### Data ###
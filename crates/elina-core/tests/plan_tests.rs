mod common;

use common::{create_test_console, ScriptedBackend};
use elina_core::{
    models::{DailyLine, DateRangeSplit, PlanCreation, RuleRef, SplitType},
    params::CreatePlan,
    plan_lifecycle::PlanVersions,
    transport::RequestBody,
    ConsoleError,
};
use jiff::civil::date;
use rust_decimal::Decimal;
use serde_json::{json, Value};

fn version(id: u64, no: u32, active: bool) -> Value {
    json!({
        "planVersionId": id,
        "taskId": 42,
        "versionNo": no,
        "versionDate": "2025-11-01",
        "isActive": active,
    })
}

fn custom_split(split_count: u32, quantities: &[i64]) -> CreatePlan {
    CreatePlan {
        task_id: 42,
        version_date: date(2025, 11, 1),
        description: Some("Rebaseline".to_string()),
        creation: PlanCreation::DateRangeSplit(DateRangeSplit {
            start_date: date(2025, 11, 1),
            end_date: date(2025, 11, 30),
            total_qty: Decimal::from(quantities.iter().sum::<i64>().max(1)),
            split_type: SplitType::CustomSplit,
            split_count: Some(split_count),
            custom_quantities: Some(quantities.iter().copied().map(Decimal::from).collect()),
        }),
    }
}

fn single_line(planned_date: jiff::civil::Date) -> CreatePlan {
    CreatePlan {
        task_id: 42,
        version_date: date(2025, 11, 1),
        description: None,
        creation: PlanCreation::SingleLineQuick(DailyLine {
            planned_date,
            planned_qty: Decimal::from(25),
            description: None,
        }),
    }
}

fn rule_passed() -> Value {
    json!({ "valid": true, "message": "Validation passed" })
}

#[tokio::test]
async fn test_custom_split_mismatch_is_rejected_locally() {
    let backend = ScriptedBackend::new();
    let (_temp_dir, console) = create_test_console(backend.clone(), &[]).await;

    let err = console
        .create_version(&custom_split(3, &[40, 60]))
        .await
        .expect_err("3 declared, 2 given");
    match err {
        ConsoleError::Validation { field, reason } => {
            assert_eq!(field, "customQuantities");
            assert!(reason.contains("3 period(s)"));
        }
        other => panic!("expected a validation error, got {other:?}"),
    }
    assert!(backend.requests().is_empty(), "no request may be sent");
}

#[tokio::test]
async fn test_create_sends_only_the_selected_mode() {
    let backend = ScriptedBackend::new();
    let (_temp_dir, console) = create_test_console(backend.clone(), &[]).await;
    backend.ok(rule_passed());
    backend.ok(version(10, 1, false));

    let created = console
        .create_version(&single_line(date(2025, 11, 3)))
        .await
        .expect("create");
    assert_eq!(created.version_id, 10);
    assert_eq!(
        backend.calls(),
        vec![
            "POST /api/business-rules/validate-single",
            "POST /api/plans/create-with-mode"
        ]
    );

    let RequestBody::Json(body) = &backend.requests()[1].body else {
        panic!("expected JSON body");
    };
    assert_eq!(body["mode"], json!("SINGLE_LINE_QUICK"));
    assert!(body.get("singleLine").is_some());
    assert!(body.get("dailyLines").is_none());
    assert!(body.get("rangeSplit").is_none());
}

#[tokio::test]
async fn test_future_plan_date_stops_creation() {
    let backend = ScriptedBackend::new();
    let (_temp_dir, console) = create_test_console(backend.clone(), &[]).await;
    let mut subscription = console.violations().subscribe();
    backend.respond(
        400,
        json!({
            "valid": false,
            "ruleNumber": 201,
            "message": "Start date cannot be in the future",
            "hint": "Choose today or an earlier date"
        }),
    );

    let err = console
        .create_version(&single_line(date(2025, 12, 24)))
        .await
        .expect_err("rule 201 must block creation");
    let violation = err.violation().expect("violation expected");
    assert_eq!(violation.rule, RuleRef::Server(201));
    assert_eq!(violation.hint.as_deref(), Some("Choose today or an earlier date"));
    assert_eq!(subscription.try_next().map(|v| v.rule), Some(RuleRef::Server(201)));

    assert_eq!(backend.calls(), vec!["POST /api/business-rules/validate-single"]);
    let RequestBody::Json(check) = &backend.requests()[0].body else {
        panic!("expected JSON body");
    };
    assert_eq!(check["ruleNumber"], json!(201));
    assert_eq!(check["context"]["taskId"], json!(42));
    assert_eq!(check["context"]["dates"], json!(["2025-12-24"]));
}

#[tokio::test]
async fn test_unavailable_rule_check_does_not_block_creation() {
    let backend = ScriptedBackend::new();
    let (_temp_dir, console) = create_test_console(backend.clone(), &[]).await;
    backend.respond(500, json!({ "error": "Validation failed: engine offline" }));
    backend.ok(version(12, 3, false));

    let created = console
        .create_version(&single_line(date(2025, 11, 4)))
        .await
        .expect("create proceeds");
    assert_eq!(created.version_no, 3);
    assert_eq!(backend.remaining(), 0);
}

#[tokio::test]
async fn test_activate_refetches_and_one_version_is_active() {
    let backend = ScriptedBackend::new();
    let (_temp_dir, console) = create_test_console(backend.clone(), &[]).await;
    backend.ok(json!({ "taskId": 42, "taskName": "Excavation" }));
    backend.ok(json!([version(11, 2, false), version(10, 1, true)]));

    let mut plans = PlanVersions::new(42);
    plans.load(&console).await.expect("load");
    assert_eq!(plans.active().map(|v| v.version_id), Some(10));

    backend.no_content();
    backend.ok(json!([version(11, 2, true), version(10, 1, false)]));
    plans.activate(&console, 11).await.expect("activate");

    assert_eq!(plans.active_count(), 1);
    assert_eq!(plans.active().map(|v| v.version_id), Some(11));
    assert_eq!(
        backend.calls()[2..],
        ["PUT /api/plans/11/activate", "GET /api/plans/task/42"]
    );
    assert!(plans.to_string().contains("v2 (2025-11-01) **active**"));
}

#[tokio::test]
async fn test_revert_refetches_task_and_versions() {
    let backend = ScriptedBackend::new();
    let (_temp_dir, console) = create_test_console(backend.clone(), &[]).await;

    let mut plans = PlanVersions::new(42);
    backend.no_content();
    backend.ok(json!({ "taskId": 42, "taskName": "Excavation", "plannedQty": 100 }));
    backend.ok(json!([version(11, 2, false), version(10, 1, true)]));
    plans.revert(&console, 10).await.expect("revert");

    assert_eq!(
        backend.calls(),
        vec![
            "PUT /api/plans/10/revert",
            "GET /api/tasks/42",
            "GET /api/plans/task/42"
        ]
    );
    assert_eq!(plans.active().map(|v| v.version_no), Some(1));
    assert!(plans.task().is_some());
}

#[tokio::test]
async fn test_compare_returns_server_diff() {
    let backend = ScriptedBackend::new();
    let (_temp_dir, console) = create_test_console(backend.clone(), &[]).await;
    backend.ok(json!({
        "version1": version(10, 1, false),
        "version2": version(11, 2, true),
        "comparisonLines": [
            { "plannedDate": "2025-11-03", "qtyVersion1": 10, "qtyVersion2": 12, "difference": 2, "status": "INCREASED" }
        ],
        "summary": { "commonDays": 1 }
    }));

    let plans = PlanVersions::new(42);
    let comparison = plans.compare(&console, 10, 11).await.expect("compare");
    assert_eq!(comparison.comparison_lines.len(), 1);
    assert_eq!(comparison.summary.common_days, 1);
    assert_eq!(backend.calls(), vec!["GET /api/plans/compare/10/11"]);
}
###
## [Activity]
Copy, exactly as written, the lines above, beginning with the one that contains "assert_eq!(comparison.summary.common_days, 1);" and ending with the last.

## [Result for this task]
    assert_eq!(comparison.summary.common_days, 1);
    assert_eq!(backend.calls(), vec!["GET /api/plans/compare/10/11"]);
}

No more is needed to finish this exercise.